Weil kaum einer der „hommes des lettres“ mit den in der taz schon üblichen Desktop-Computern klar kam, mussten aus den Kellern die „Olympia Monica“-Schreibmaschinen reaktiviert werden. Und weil keiner außer dem damals 77-jährigen Erich Kuby je in einer Tageszeitung gearbeitet hatte, war es ein kleines Wunder, dass an den ersten beiden Tagen tatsächlich zwei komplette aktuelle Zeitungen erschienen. Derart gestärkt sollte es nun am dritten Tag ein Experiment geben: „Das Extrablatt – Der Endlosroman, der aus dem Ticker kam.“

Die Zigarrenkiste unterm Arm

JedeR sollte aus  oder mit den Tickermeldungen seines Ressorts einen Text schreiben, welche dann in der Nachrichtenredaktion zusammengestellt werden sollten. Unter Leitung der CvDs sowie Heiner Müllers und Reinhard Lettaus – Claudio Magris hatte die Redaktion im Streit verlassen, weil ihm in der ersten Ausgabe die RAF zu wenig kritisiert wurde und der in den USA lehrende Lettau gezielt „anti-amerikanische Texte“  abdrucken wollte – mussten die getippten Texte nun zu einem Endlosroman collagiert werden.
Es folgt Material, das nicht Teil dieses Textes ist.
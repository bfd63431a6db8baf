use std::collections::HashSet;
use std::fmt;
use std::time::SystemTime;

use x509_parser::num_bigint::BigUint;

/// Certificate serial number in canonical form.
///
/// Stored as the big-endian magnitude without leading zero bytes, so the same
/// integer always compares equal regardless of how its DER encoding was padded.
#[derive(Debug, Clone, PartialEq, Eq, Hash)]
pub struct SerialNumber(Vec<u8>);

impl SerialNumber {
    /// Build a serial number from big-endian bytes.
    pub fn from_bytes_be(bytes: &[u8]) -> Self {
        let first = bytes.iter().position(|b| *b != 0);
        match first {
            Some(idx) => Self(bytes[idx..].to_vec()),
            None => Self(vec![0]),
        }
    }

    pub fn as_bytes(&self) -> &[u8] {
        &self.0
    }

    /// Colon separated upper-case hex pairs, e.g. `0A:1B:2C`.
    pub fn to_colon_hex(&self) -> String {
        let hex = hex::encode_upper(&self.0);
        hex.as_bytes()
            .chunks(2)
            .filter_map(|pair| std::str::from_utf8(pair).ok())
            .collect::<Vec<_>>()
            .join(":")
    }
}

impl From<&BigUint> for SerialNumber {
    fn from(value: &BigUint) -> Self {
        Self::from_bytes_be(&value.to_bytes_be())
    }
}

impl fmt::Display for SerialNumber {
    fn fmt(&self, f: &mut fmt::Formatter<'_>) -> fmt::Result {
        f.write_str(&self.to_colon_hex())
    }
}

/// Immutable view of the revoked serial numbers loaded from one CRL file state.
#[derive(Debug, Clone)]
pub struct Snapshot {
    revoked: HashSet<SerialNumber>,
    source_modified: SystemTime,
    crl_count: usize,
}

impl Snapshot {
    pub fn new(
        revoked: HashSet<SerialNumber>,
        source_modified: SystemTime,
        crl_count: usize,
    ) -> Self {
        Self {
            revoked,
            source_modified,
            crl_count,
        }
    }

    pub fn is_revoked(&self, serial: &SerialNumber) -> bool {
        self.revoked.contains(serial)
    }

    /// Modification time of the file this snapshot was built from
    pub fn source_modified(&self) -> SystemTime {
        self.source_modified
    }

    /// Number of CRL blocks that contributed to this snapshot
    pub fn crl_count(&self) -> usize {
        self.crl_count
    }

    pub fn len(&self) -> usize {
        self.revoked.len()
    }

    pub fn is_empty(&self) -> bool {
        self.revoked.is_empty()
    }

    pub fn serials(&self) -> impl Iterator<Item = &SerialNumber> {
        self.revoked.iter()
    }
}
use std::sync::Arc;

use axum::extract::{Request, State};
use axum::middleware::Next;
use axum::response::Response;
use tracing::debug;

use crate::gate::{GateError, RequestGate};
use crate::tls::PeerCertificates;

/// Reject requests whose client certificate is revoked.
///
/// A request without a [`PeerCertificates`] extension is treated as having
/// presented no certificate.
pub async fn crl_check(
    State(gate): State<Arc<RequestGate>>,
    request: Request,
    next: Next,
) -> Result<Response, GateError> {
    let peers = request
        .extensions()
        .get::<PeerCertificates>()
        .cloned()
        .unwrap_or_default();

    let verdict = gate.check(peers.as_slice())?;
    debug!(?verdict, uri = %request.uri(), "Request passed revocation check");

    Ok(next.run(request).await)
}
use std::sync::Arc;
use std::time::Duration;

use color_eyre::eyre::{Context, eyre};
use crl_gate::{
    config::Config,
    gate::RequestGate,
    pki::crl::{CrlWatcher, RevocationStore},
    server::Server,
    telemetry,
    tls::TlsConfig,
};
use tokio::sync::watch;

const SHUTDOWN_GRACE: Duration = Duration::from_secs(10);

#[tokio::main]
async fn main() -> color_eyre::Result<()> {
    color_eyre::install()?;
    dotenvy::dotenv().ok();
    telemetry::init_tracing();

    // Load configuration
    let config = Config::load()?;
    tracing::info!("Loaded configuration: {:?}", config);

    let crl_path = config.crl.file_path();
    let store = Arc::new(RevocationStore::new(config.crl.max_file_bytes));
    if store.reload(&crl_path).await.is_err() {
        tracing::warn!(
            path = %crl_path.display(),
            fail_mode = ?config.crl.fail_mode,
            "Starting without revocation data"
        );
    }

    let (shutdown_tx, shutdown_rx) = watch::channel(false);
    let watcher = CrlWatcher::new(store.clone(), crl_path.clone())
        .with_interval(config.crl.poll_interval())
        .spawn(shutdown_rx);

    let gate = Arc::new(RequestGate::new(store).with_fail_mode(config.crl.fail_mode));

    let tls = config
        .tls
        .as_ref()
        .ok_or_else(|| eyre!("Missing TLS settings (tls.cert_path, tls.key_path, tls.client_ca_path)"))?;
    let tls_config = TlsConfig::from_pem_files(&tls.cert_path, &tls.key_path, &tls.client_ca_path)
        .await
        .context("Loading TLS material")?;

    let server = Server::new(gate, &config.server, &tls_config)?;
    let handle = server.handle();
    tokio::spawn(async move {
        if tokio::signal::ctrl_c().await.is_ok() {
            tracing::info!("Shutdown signal received");
            handle.graceful_shutdown(Some(SHUTDOWN_GRACE));
        }
    });

    let result = server.run().await;

    let _ = shutdown_tx.send(true);
    if let Err(e) = watcher.await {
        tracing::error!("CRL watcher task failed: {e}");
    }

    result
}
Heiner Müller (stilecht mit Zigarre) und György Dalos arbeiten 1987 in den Redaktionsräumen der taz in der Weddinger Wattstrasse an der Literaten-taz | Foto: Anette Lesniewski

So schwer das mit „BÖSER MORGEN SCHWERE STUNDE“ losmüllert, so gut gelaunt und stets mit einer Zigarrenkiste unter dem Arm kam Heiner Müller an diesen drei Morgen in die Redaktion.
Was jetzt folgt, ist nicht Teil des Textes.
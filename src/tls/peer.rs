use std::future::Future;
use std::io;
use std::pin::Pin;
use std::sync::Arc;

use axum::Extension;
use axum::middleware::AddExtension;
use axum_server::accept::Accept;
use axum_server::tls_openssl::OpenSSLAcceptor;
use openssl::error::ErrorStack;
use openssl::ssl::SslRef;
use tokio::io::{AsyncRead, AsyncWrite};
use tokio_openssl::SslStream;
use tower::Layer;
use tracing::{trace, warn};

/// DER certificates presented by the TLS peer, leaf first.
///
/// Attached to every request served over a connection as a request extension.
#[derive(Debug, Clone, Default)]
pub struct PeerCertificates(Arc<[Vec<u8>]>);

impl PeerCertificates {
    pub fn new(chain: Vec<Vec<u8>>) -> Self {
        Self(chain.into())
    }

    pub fn as_slice(&self) -> &[Vec<u8>] {
        &self.0
    }

    pub fn leaf(&self) -> Option<&[u8]> {
        self.0.first().map(Vec::as_slice)
    }

    pub fn is_empty(&self) -> bool {
        self.0.is_empty()
    }

    /// Collect the verified peer chain of an established session.
    pub fn from_ssl(ssl: &SslRef) -> Result<Self, ErrorStack> {
        let mut chain = Vec::new();
        if let Some(leaf) = ssl.peer_certificate() {
            chain.push(leaf.to_der()?);
        }
        if let Some(stack) = ssl.peer_cert_chain() {
            for cert in stack {
                let der = cert.to_der()?;
                if chain.first() != Some(&der) {
                    chain.push(der);
                }
            }
        }
        Ok(Self::new(chain))
    }
}

/// OpenSSL acceptor that exposes the client certificate chain to handlers.
#[derive(Clone)]
pub struct PeerCertAcceptor {
    inner: OpenSSLAcceptor,
}

impl PeerCertAcceptor {
    pub fn new(inner: OpenSSLAcceptor) -> Self {
        Self { inner }
    }
}

impl<I, S> Accept<I, S> for PeerCertAcceptor
where
    I: AsyncRead + AsyncWrite + Unpin + Send + 'static,
    S: Send + 'static,
{
    type Stream = SslStream<I>;
    type Service = AddExtension<S, PeerCertificates>;
    type Future = Pin<Box<dyn Future<Output = io::Result<(Self::Stream, Self::Service)>> + Send>>;

    fn accept(&self, stream: I, service: S) -> Self::Future {
        let acceptor = self.inner.clone();

        Box::pin(async move {
            let (stream, service) = acceptor.accept(stream, service).await?;
            let peers = PeerCertificates::from_ssl(stream.ssl()).unwrap_or_else(|e| {
                warn!(error = %e, "Failed to read peer certificates");
                PeerCertificates::default()
            });
            trace!(certificates = peers.as_slice().len(), "TLS handshake completed");

            Ok((stream, Extension(peers).layer(service)))
        })
    }
}
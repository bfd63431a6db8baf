mod cert_utils;
mod errors;
mod peer;

pub use cert_utils::*;
pub use errors::TlsError;
pub use peer::{PeerCertAcceptor, PeerCertificates};

use std::path::Path;

use openssl::ssl::{
    SslAcceptor, SslAcceptorBuilder, SslMethod, SslSessionCacheMode, SslVerifyMode,
};
use openssl::x509::X509;
use tracing::{debug, instrument, trace};

/// Configuration for the TLS server.
///
/// Client certificates are requested but not required during the handshake,
/// so a connection without one still reaches the revocation gate, which
/// answers it with a proper HTTP denial.
#[derive(Clone)]
pub struct TlsConfig {
    cert_chain: Vec<u8>,
    private_key: Vec<u8>,
    client_ca_certs: Vec<Vec<u8>>,
}

impl TlsConfig {
    /// Creates a new TLS configuration from PEM encoded data
    ///
    /// # Arguments
    ///
    /// * `cert_chain` - Server certificate chain in PEM format.
    /// * `key` - Server private key in PEM format.
    pub fn from_pem(cert_chain: impl Into<Vec<u8>>, key: impl Into<Vec<u8>>) -> Self {
        Self {
            cert_chain: cert_chain.into(),
            private_key: key.into(),
            client_ca_certs: Vec::new(),
        }
    }

    /// Loads the server certificate chain, private key and client CA bundle from PEM files.
    pub async fn from_pem_files(
        cert_path: impl AsRef<Path>,
        key_path: impl AsRef<Path>,
        client_ca_path: impl AsRef<Path>,
    ) -> Result<Self, TlsError> {
        let cert_chain = read_file(cert_path.as_ref()).await?;
        let key = read_file(key_path.as_ref()).await?;
        let ca = read_file(client_ca_path.as_ref()).await?;

        Ok(Self::from_pem(cert_chain, key).with_client_auth(vec![ca]))
    }

    /// Trust the given CA certificates (PEM, one or more per entry) for client authentication.
    pub fn with_client_auth(mut self, ca_certs_pem: impl Into<Vec<Vec<u8>>>) -> Self {
        debug!("Enabling client authentication with CA certificates");
        self.client_ca_certs = ca_certs_pem.into();
        self
    }

    /// Build the TLS acceptor from the configuration.
    #[instrument(skip(self))]
    pub fn build_acceptor(&self) -> Result<SslAcceptor, TlsError> {
        let builder = self.create_acceptor_builder()?;
        Ok(builder.build())
    }

    fn create_acceptor_builder(&self) -> Result<SslAcceptorBuilder, TlsError> {
        let mut builder = SslAcceptor::mozilla_intermediate_v5(SslMethod::tls_server())?;

        trace!("Loading server certificate chain from PEM...");
        let certs = X509::stack_from_pem(&self.cert_chain)?;
        let mut certs = certs.into_iter();
        let leaf = certs.next().ok_or(TlsError::MissingServerCertificate)?;
        builder.set_certificate(&leaf)?;
        for cert in certs {
            builder.add_extra_chain_cert(cert)?;
        }

        trace!("Loading server private key from PEM...");
        let key = openssl::pkey::PKey::private_key_from_pem(&self.private_key)?;
        builder.set_private_key(&key)?;
        builder.check_private_key()?;
        debug!("Set server certificate and private key");

        if self.client_ca_certs.is_empty() {
            return Err(TlsError::MissingClientCa);
        }

        debug!("Loading trusted CA certificates for client authentication...");
        for pem in &self.client_ca_certs {
            for ca_cert in X509::stack_from_pem(pem)? {
                builder.add_client_ca(&ca_cert)?;
                builder.cert_store_mut().add_cert(ca_cert)?;
            }
        }

        builder.set_verify(SslVerifyMode::PEER);
        builder.set_session_cache_mode(SslSessionCacheMode::SERVER);

        Ok(builder)
    }
}

async fn read_file(path: &Path) -> Result<Vec<u8>, TlsError> {
    tokio::fs::read(path).await.map_err(|source| TlsError::Io {
        path: path.to_path_buf(),
        source,
    })
}
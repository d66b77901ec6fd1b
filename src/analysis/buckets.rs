//! Date bucket generation.

use crate::models::DateBucket;
use chrono::{Days, NaiveDate};

/// Split `[start, end]` into consecutive buckets of `interval_days`.
///
/// Buckets start at `start` and step forward while the bucket start is not
/// after `end`. The last bucket keeps its full width and may reach past
/// `end` unless `clamp` is set, in which case its upper bound is capped at the
/// day after `end`.
///
/// Bounds that would fall past the last representable date are capped at
/// `NaiveDate::MAX`, and the bucket holding it is the last one.
pub fn generate_buckets(
    start: NaiveDate,
    end: NaiveDate,
    interval_days: u32,
    clamp: bool,
) -> Vec<DateBucket> {
    let step = Days::new(u64::from(interval_days.max(1)));
    let limit = end.checked_add_days(Days::new(1)).unwrap_or(NaiveDate::MAX);

    let mut buckets = Vec::new();
    let mut current = start;
    while current <= end {
        let next = current.checked_add_days(step);
        let upper = next.unwrap_or(NaiveDate::MAX);
        let upper = if clamp { upper.min(limit) } else { upper };
        buckets.push(DateBucket::new(current, upper));

        match next {
            Some(next) => current = next,
            None => break,
        }
    }

    buckets
}

#[cfg(test)]
mod tests {
    use super::*;
    use chrono::Duration;

    fn day(s: &str) -> NaiveDate {
        NaiveDate::parse_from_str(s, "%Y-%m-%d").unwrap()
    }

    #[test]
    fn test_january_fifteen_day_buckets() {
        let buckets = generate_buckets(day("2024-01-01"), day("2024-01-31"), 15, false);

        assert_eq!(
            buckets,
            vec![
                DateBucket::new(day("2024-01-01"), day("2024-01-16")),
                DateBucket::new(day("2024-01-16"), day("2024-01-31")),
                DateBucket::new(day("2024-01-31"), day("2024-02-15")),
            ]
        );
    }

    #[test]
    fn test_clamped_final_bucket() {
        let buckets = generate_buckets(day("2024-01-01"), day("2024-01-31"), 15, true);

        assert_eq!(buckets.len(), 3);
        assert_eq!(
            buckets[2],
            DateBucket::new(day("2024-01-31"), day("2024-02-01"))
        );
        // earlier buckets are untouched
        assert_eq!(buckets[1].end, day("2024-01-31"));
    }

    #[test]
    fn test_bucket_count_matches_stepping() {
        let start = day("2023-03-10");
        for interval in [1u32, 2, 7, 15, 30, 400] {
            for span in [0i64, 1, 14, 15, 16, 29, 30, 31, 365] {
                let end = start + Duration::days(span);
                let buckets = generate_buckets(start, end, interval, false);
                let expected = span / i64::from(interval) + 1;
                assert_eq!(buckets.len() as i64, expected, "interval {interval}, span {span}");
                assert!(buckets.iter().all(|b| b.days() == i64::from(interval)));
            }
        }
    }

    #[test]
    fn test_single_day_range() {
        let buckets = generate_buckets(day("2024-06-01"), day("2024-06-01"), 15, false);
        assert_eq!(buckets.len(), 1);
        assert_eq!(buckets[0].end, day("2024-06-16"));
    }

    #[test]
    fn test_end_before_start_is_empty() {
        assert!(generate_buckets(day("2024-02-01"), day("2024-01-01"), 15, false).is_empty());
    }

    #[test]
    fn test_buckets_are_contiguous() {
        let buckets = generate_buckets(day("2024-01-01"), day("2024-12-31"), 10, false);
        for pair in buckets.windows(2) {
            assert_eq!(pair[0].end, pair[1].start);
        }
    }

    #[test]
    fn test_huge_interval_caps_at_max_date() {
        let buckets = generate_buckets(day("2024-01-01"), day("2024-01-31"), 200_000_000, false);
        assert_eq!(
            buckets,
            vec![DateBucket::new(day("2024-01-01"), NaiveDate::MAX)]
        );

        let clamped = generate_buckets(day("2024-01-01"), day("2024-01-31"), 200_000_000, true);
        assert_eq!(clamped[0].end, day("2024-02-01"));
    }

    #[test]
    fn test_range_ending_at_max_date() {
        let buckets = generate_buckets(NaiveDate::MAX, NaiveDate::MAX, 1, false);
        assert_eq!(buckets, vec![DateBucket::new(NaiveDate::MAX, NaiveDate::MAX)]);

        let clamped = generate_buckets(NaiveDate::MAX, NaiveDate::MAX, 1, true);
        assert_eq!(clamped.len(), 1);

        let start = NaiveDate::MAX - Duration::days(3);
        let buckets = generate_buckets(start, NaiveDate::MAX, 2, false);
        assert_eq!(buckets.len(), 2);
        assert_eq!(buckets[1].end, NaiveDate::MAX);
    }
}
Um die Produktion halbwegs sicherzustellen, hatten wir beschlossen, geistige Getränke für die schreibende Interims-Belegschaft erst aufs Buffet zu stellen, wenn die Zeitung halbwegs im Kasten war.
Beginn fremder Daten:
//! Earth Engine REST client.
//!
//! Exchanges the user's refresh token for an access token, then evaluates
//! expression graphs through `projects/{project}/value:compute`.

use super::expression::{self, Expression, ValueNode};
use super::{CatalogWindow, ImageryService, RegionTable};
use crate::credentials::Credentials;
use crate::error::{ConfigError, ServiceError};
use crate::models::Point;
use async_trait::async_trait;
use serde::{Deserialize, Serialize};
use serde_json::Value;
use std::time::{Duration, Instant};
use tokio::sync::Mutex;
use tracing::{debug, info};

/// Refresh the access token this long before it expires.
const TOKEN_EXPIRY_MARGIN: Duration = Duration::from_secs(60);

/// Connection settings for [`EarthEngineClient`].
#[derive(Debug, Clone)]
pub struct EarthEngineOptions {
    pub api_url: String,
    pub token_url: String,
    /// Project override; the credentials' project is used otherwise.
    pub project: Option<String>,
    pub timeout_seconds: u64,
}

impl Default for EarthEngineOptions {
    fn default() -> Self {
        Self {
            api_url: "https://earthengine.googleapis.com/v1".to_string(),
            token_url: "https://oauth2.googleapis.com/token".to_string(),
            project: None,
            timeout_seconds: 300,
        }
    }
}

#[derive(Debug, Serialize)]
struct ComputeRequest<'a> {
    expression: &'a Expression,
}

#[derive(Debug, Deserialize)]
struct ComputeResponse {
    result: Value,
}

#[derive(Debug, Serialize)]
struct RefreshRequest<'a> {
    grant_type: &'static str,
    refresh_token: &'a str,
    client_id: &'a str,
    client_secret: &'a str,
}

#[derive(Debug, Deserialize)]
struct TokenResponse {
    access_token: String,
    #[serde(default)]
    expires_in: Option<u64>,
}

#[derive(Debug, Clone)]
struct AccessToken {
    token: String,
    expires_at: Instant,
}

/// Client for the Earth Engine REST API.
pub struct EarthEngineClient {
    options: EarthEngineOptions,
    project: String,
    credentials: Credentials,
    http_client: reqwest::Client,
    token: Mutex<Option<AccessToken>>,
}

impl EarthEngineClient {
    /// Create a client from explicit credentials.
    pub fn new(credentials: Credentials, options: EarthEngineOptions) -> Result<Self, ConfigError> {
        let project = options
            .project
            .clone()
            .or_else(|| credentials.project.clone())
            .ok_or(ConfigError::MissingProject)?;

        info!("Initializing Earth Engine client for project {}", project);

        let http_client = reqwest::Client::builder()
            .timeout(Duration::from_secs(options.timeout_seconds))
            .build()
            .map_err(|e| ConfigError::HttpClient(e.to_string()))?;

        Ok(Self {
            options,
            project,
            credentials,
            http_client,
            token: Mutex::new(None),
        })
    }

    pub fn project(&self) -> &str {
        &self.project
    }

    fn compute_url(&self) -> String {
        format!(
            "{}/projects/{}/value:compute",
            self.options.api_url.trim_end_matches('/'),
            self.project
        )
    }

    fn map_send_error(&self, e: reqwest::Error, target: &str) -> ServiceError {
        if e.is_timeout() {
            ServiceError::Timeout(self.options.timeout_seconds)
        } else if e.is_connect() {
            ServiceError::Connect(target.to_string())
        } else {
            ServiceError::Http(e)
        }
    }

    /// Current access token, refreshed when missing or about to expire.
    async fn access_token(&self) -> Result<String, ServiceError> {
        let mut guard = self.token.lock().await;

        if let Some(ref token) = *guard {
            if Instant::now() + TOKEN_EXPIRY_MARGIN < token.expires_at {
                return Ok(token.token.clone());
            }
        }

        let fresh = self.refresh_token().await?;
        let token = fresh.token.clone();
        *guard = Some(fresh);
        Ok(token)
    }

    async fn refresh_token(&self) -> Result<AccessToken, ServiceError> {
        let creds = &self.credentials;
        let missing = |field: &str| ServiceError::Auth(format!("credentials have no {}", field));

        let request = RefreshRequest {
            grant_type: "refresh_token",
            refresh_token: creds
                .refresh_token
                .as_deref()
                .ok_or_else(|| missing("refresh_token"))?,
            client_id: creds.client_id.as_deref().ok_or_else(|| missing("client_id"))?,
            client_secret: creds
                .client_secret
                .as_deref()
                .ok_or_else(|| missing("client_secret"))?,
        };

        debug!("Refreshing access token");

        let response = self
            .http_client
            .post(&self.options.token_url)
            .form(&request)
            .send()
            .await
            .map_err(|e| self.map_send_error(e, &self.options.token_url))?;

        if !response.status().is_success() {
            let status = response.status();
            let body = response.text().await.unwrap_or_default();
            return Err(ServiceError::Auth(format!(
                "token exchange failed ({}): {}",
                status, body
            )));
        }

        let token: TokenResponse = response
            .json()
            .await
            .map_err(|e| ServiceError::MalformedResponse(format!("token response: {}", e)))?;

        Ok(AccessToken {
            token: token.access_token,
            expires_at: Instant::now() + Duration::from_secs(token.expires_in.unwrap_or(3600)),
        })
    }

    /// Evaluate an expression and return its result value.
    pub async fn compute(&self, root: ValueNode) -> Result<Value, ServiceError> {
        let expression = Expression::new(root);
        let token = self.access_token().await?;
        let url = self.compute_url();

        let response = self
            .http_client
            .post(&url)
            .bearer_auth(token)
            .json(&ComputeRequest {
                expression: &expression,
            })
            .send()
            .await
            .map_err(|e| self.map_send_error(e, &self.options.api_url))?;

        if !response.status().is_success() {
            let status = response.status().as_u16();
            let body = response.text().await.unwrap_or_default();
            return Err(ServiceError::Api { status, body });
        }

        let parsed: ComputeResponse = response
            .json()
            .await
            .map_err(|e| ServiceError::MalformedResponse(e.to_string()))?;

        Ok(parsed.result)
    }
}

/// The filtered collection node shared by both queries.
fn window_collection(window: &CatalogWindow) -> ValueNode {
    let collection = expression::load_collection(&window.collection);
    let collection =
        expression::filter_date(collection, window.bucket.start, window.bucket.end);
    expression::filter_less_than(collection, &window.cloud_property, window.max_cloud)
}

#[async_trait]
impl ImageryService for EarthEngineClient {
    async fn count_images(&self, window: &CatalogWindow) -> Result<u64, ServiceError> {
        let result = self
            .compute(expression::size(window_collection(window)))
            .await?;

        result
            .as_u64()
            .or_else(|| result.as_f64().filter(|n| *n >= 0.0).map(|n| n as u64))
            .ok_or_else(|| {
                ServiceError::MalformedResponse(format!("image count is not a number: {}", result))
            })
    }

    async fn region(
        &self,
        window: &CatalogWindow,
        point: &Point,
        scale: f64,
    ) -> Result<RegionTable, ServiceError> {
        let node = expression::get_region(
            window_collection(window),
            expression::point(point.lon, point.lat),
            scale,
        );
        RegionTable::from_value(self.compute(node).await?)
    }
}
An diesem letzten Tag war das anders und neben den ratternden Schreibmaschinen einiger DichterInnen standen Wein oder Whisky. Für die Scotch-Freunde Heiner Müller und Reinhard Lettau hatte ich gleich eine ganze Flasche in die Nachrichtenredaktion gestellt; und weil ja – selige Zeiten! – überall geraucht werden durfte, stand die Hütte gehörig unter Dampf. Müller: Zigarre, Goettle: Roth-Händle, Enzensberger: Rothmans, Lettau: „Ich kann nicht mehr rauchen aber rieche es gern!“

Als die CvDs gegangen waren, stieß der damalige taz-Archivar Randy mit einer Flasche Single Malt und gutem Gras zu uns. Wir hockten rauchend und trinkend bis in die Nacht in der Redaktion, Müller und Lettau liefen zu großer Form auf und erzählten mehr als zwei Stunden über alles was ihnen in den Sinn kam. Und, beachtlich, je leerer die Flasche wurde, desto klarer wurden die Beiden.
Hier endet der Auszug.